» WORK TASK: Scan the entries for lines with "QueryPlain" and say how many there are, with nothing more.

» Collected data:

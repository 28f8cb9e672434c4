//! Wire protocol between [`super::EvdClient`] and [`super::EvdService`]
//!
//! Every message is a bincode [`Envelope`] tagged with the protocol version
//! and the ring degree. Receivers reject foreign versions and degrees before
//! looking at the body.

use serde::{de::DeserializeOwned, Deserialize, Serialize};

use crate::error::{validation_err, ErrorKind, EvdError, Result};
use crate::ks::{AutedModPackKeys, AutedModPackMLWEKeys, InvAutKeys, SwitchingKey};
use crate::pir::{PirQuery, PirResponse};
use crate::rlwe::{Ciphertext, MLWECiphertext};

use super::collection::{CollectionInfo, MetricType};

/// Current wire version
pub const PROTOCOL_VERSION: u16 = 1;

/// Operation codes, one per request kind
#[derive(Debug, Clone, Copy, PartialEq, Eq, Serialize, Deserialize)]
#[repr(u8)]
pub enum OpCode {
    /// Register a collection, optionally uploading keys
    Setup = 0,
    /// Append key ciphertexts and payloads
    Insert = 1,
    /// Score an encrypted query
    Query = 2,
    /// Score a plaintext query
    QueryPlain = 3,
    /// End the session
    Terminate = 4,
    /// Fetch a payload by index
    Retrieve = 5,
    /// Fetch a payload privately
    PirRetrieve = 6,
    /// Remove a collection
    DropCollection = 7,
}

/// Framing of every message.
#[derive(Debug, Clone, Serialize, Deserialize)]
pub struct Envelope<T> {
    /// Protocol version of the sender
    pub version: u16,
    /// Ring degree of the sender
    pub degree: u32,
    /// Message body
    pub body: T,
}

/// Public keys uploaded with a collection
#[derive(Debug, Clone, PartialEq, Serialize, Deserialize)]
pub struct EvaluationKeys {
    /// log2 of the MLWE rank the keys were generated for
    pub log_rank: u32,
    /// s² → s
    pub relin: SwitchingKey,
    /// Mod-pack keys for key ciphertexts
    pub mod_pack: AutedModPackKeys,
    /// Mod-pack keys for queries, component layout
    pub mod_pack_mlwe: AutedModPackMLWEKeys,
    /// PIR expansion keys
    pub inv_aut: InvAutKeys,
    /// Encryption of a fixed marker, handed back on reattach
    pub key_check: Ciphertext,
}

/// Client to server
#[derive(Debug, Clone, Serialize, Deserialize)]
pub enum Request {
    /// Register or reattach a collection
    Setup {
        /// Collection name
        name: String,
        /// Vector dimension before metric reduction
        dimension: usize,
        /// Similarity measure
        metric: MetricType,
        /// Query mode
        is_query_encrypt: bool,
        /// Keys, present on the second round of a fresh setup
        keys: Option<Box<EvaluationKeys>>,
    },
    /// Remove a collection and all entries
    DropCollection {
        /// Collection name
        name: String,
    },
    /// Append entries
    Insert {
        /// Collection name
        name: String,
        /// Index the payloads were sealed for; must equal the collection size
        first: u64,
        /// One MLWE ciphertext per entry
        keys: Vec<MLWECiphertext>,
        /// One sealed payload block per entry
        payloads: Vec<Vec<u8>>,
    },
    /// Score an encrypted query against every entry
    Query {
        /// Collection name
        name: String,
        /// Encrypted reduced query
        query: MLWECiphertext,
    },
    /// Score a plaintext query against every entry
    QueryPlain {
        /// Collection name
        name: String,
        /// Reduced query slots
        query: Vec<f64>,
    },
    /// Payload by index
    Retrieve {
        /// Collection name
        name: String,
        /// Entry index
        index: u64,
    },
    /// Payload by encrypted selection
    PirRetrieve {
        /// Collection name
        name: String,
        /// Selection ciphertexts
        query: PirQuery,
    },
    /// End of session
    Terminate,
}

impl Request {
    /// Operation code of this request
    pub fn op(&self) -> OpCode {
        match self {
            Self::Setup { .. } => OpCode::Setup,
            Self::DropCollection { .. } => OpCode::DropCollection,
            Self::Insert { .. } => OpCode::Insert,
            Self::Query { .. } => OpCode::Query,
            Self::QueryPlain { .. } => OpCode::QueryPlain,
            Self::Retrieve { .. } => OpCode::Retrieve,
            Self::PirRetrieve { .. } => OpCode::PirRetrieve,
            Self::Terminate => OpCode::Terminate,
        }
    }
}

/// Outcome of a setup request
#[derive(Debug, Clone, PartialEq, Serialize, Deserialize)]
pub enum SetupStatus {
    /// Collection registered with the uploaded keys
    Created(CollectionInfo),
    /// Collection already exists with a matching shape
    Existing {
        /// Stored descriptor
        info: CollectionInfo,
        /// Number of entries
        size: usize,
        /// Key check uploaded at creation
        key_check: Ciphertext,
    },
    /// Collection is new; resend the setup with keys
    NeedsKeys,
    /// Collection exists with another dimension or metric
    Mismatch(CollectionInfo),
}

/// Server to client
#[derive(Debug, Clone, Serialize, Deserialize)]
pub enum Reply {
    /// Setup outcome
    Setup(SetupStatus),
    /// Success without data
    Ack,
    /// Number of entries after an insert
    Inserted {
        /// Collection size
        size: usize,
    },
    /// One score ciphertext per block of entries
    Scores {
        /// Score ciphertexts, coefficient `n` of block `b` for entry `b·N + n`
        blocks: Vec<Ciphertext>,
        /// Collection size
        size: usize,
    },
    /// Sealed payload block as stored
    Payload(Vec<u8>),
    /// Encrypted payload block
    Pir(PirResponse),
    /// Failure with its kind
    Error {
        /// Error class
        kind: ErrorKind,
        /// Description
        message: String,
    },
}

impl From<EvdError> for Reply {
    fn from(err: EvdError) -> Self {
        Self::Error {
            kind: err.kind(),
            message: err.message().to_string(),
        }
    }
}

impl Reply {
    /// Turns an error reply back into an error
    pub fn into_result(self) -> Result<Self> {
        match self {
            Self::Error { kind, message } => Err(EvdError::new(kind, message)),
            other => Ok(other),
        }
    }
}

/// Frames and serializes a message
pub fn encode_message<T: Serialize>(body: &T, degree: usize) -> Result<Vec<u8>> {
    let envelope = Envelope {
        version: PROTOCOL_VERSION,
        degree: degree as u32,
        body,
    };
    Ok(bincode::serialize(&envelope)?)
}

/// Parses a framed message, checking version and degree
pub fn decode_message<T: DeserializeOwned>(bytes: &[u8], degree: usize) -> Result<T> {
    let envelope: Envelope<T> = bincode::deserialize(bytes)?;
    if envelope.version != PROTOCOL_VERSION {
        return Err(validation_err!(
            "unsupported protocol version {} (expected {})",
            envelope.version,
            PROTOCOL_VERSION
        ));
    }
    if envelope.degree as usize != degree {
        return Err(validation_err!(
            "message for ring degree {}, this end runs {}",
            envelope.degree,
            degree
        ));
    }
    Ok(envelope.body)
}

#[cfg(test)]
mod tests {
    use super::*;

    #[test]
    fn test_envelope_checks() {
        let request = Request::Retrieve {
            name: "docs".into(),
            index: 3,
        };
        let bytes = encode_message(&request, 256).unwrap();
        match decode_message::<Request>(&bytes, 256).unwrap() {
            Request::Retrieve { name, index } => {
                assert_eq!(name, "docs");
                assert_eq!(index, 3);
            }
            other => panic!("unexpected {:?}", other),
        }

        let err = decode_message::<Request>(&bytes, 4096).unwrap_err();
        assert_eq!(err.kind(), ErrorKind::Validation);

        let foreign = bincode::serialize(&Envelope {
            version: 99,
            degree: 256,
            body: Request::Terminate,
        })
        .unwrap();
        let err = decode_message::<Request>(&foreign, 256).unwrap_err();
        assert!(err.message().contains("version"));

        assert!(decode_message::<Request>(&[1, 2, 3], 256).is_err());
    }

    #[test]
    fn test_error_reply_roundtrip() {
        let reply = Reply::from(EvdError::Resource("no such collection".into()));
        let bytes = encode_message(&reply, 256).unwrap();
        let err = decode_message::<Reply>(&bytes, 256)
            .unwrap()
            .into_result()
            .unwrap_err();
        assert_eq!(err.kind(), ErrorKind::Resource);
        assert_eq!(err.message(), "no such collection");
    }

    #[test]
    fn test_op_codes() {
        assert_eq!(OpCode::Setup as u8, 0);
        assert_eq!(OpCode::DropCollection as u8, 7);
        assert_eq!(Request::Terminate.op(), OpCode::Terminate);
    }
}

» OUTPUT: 3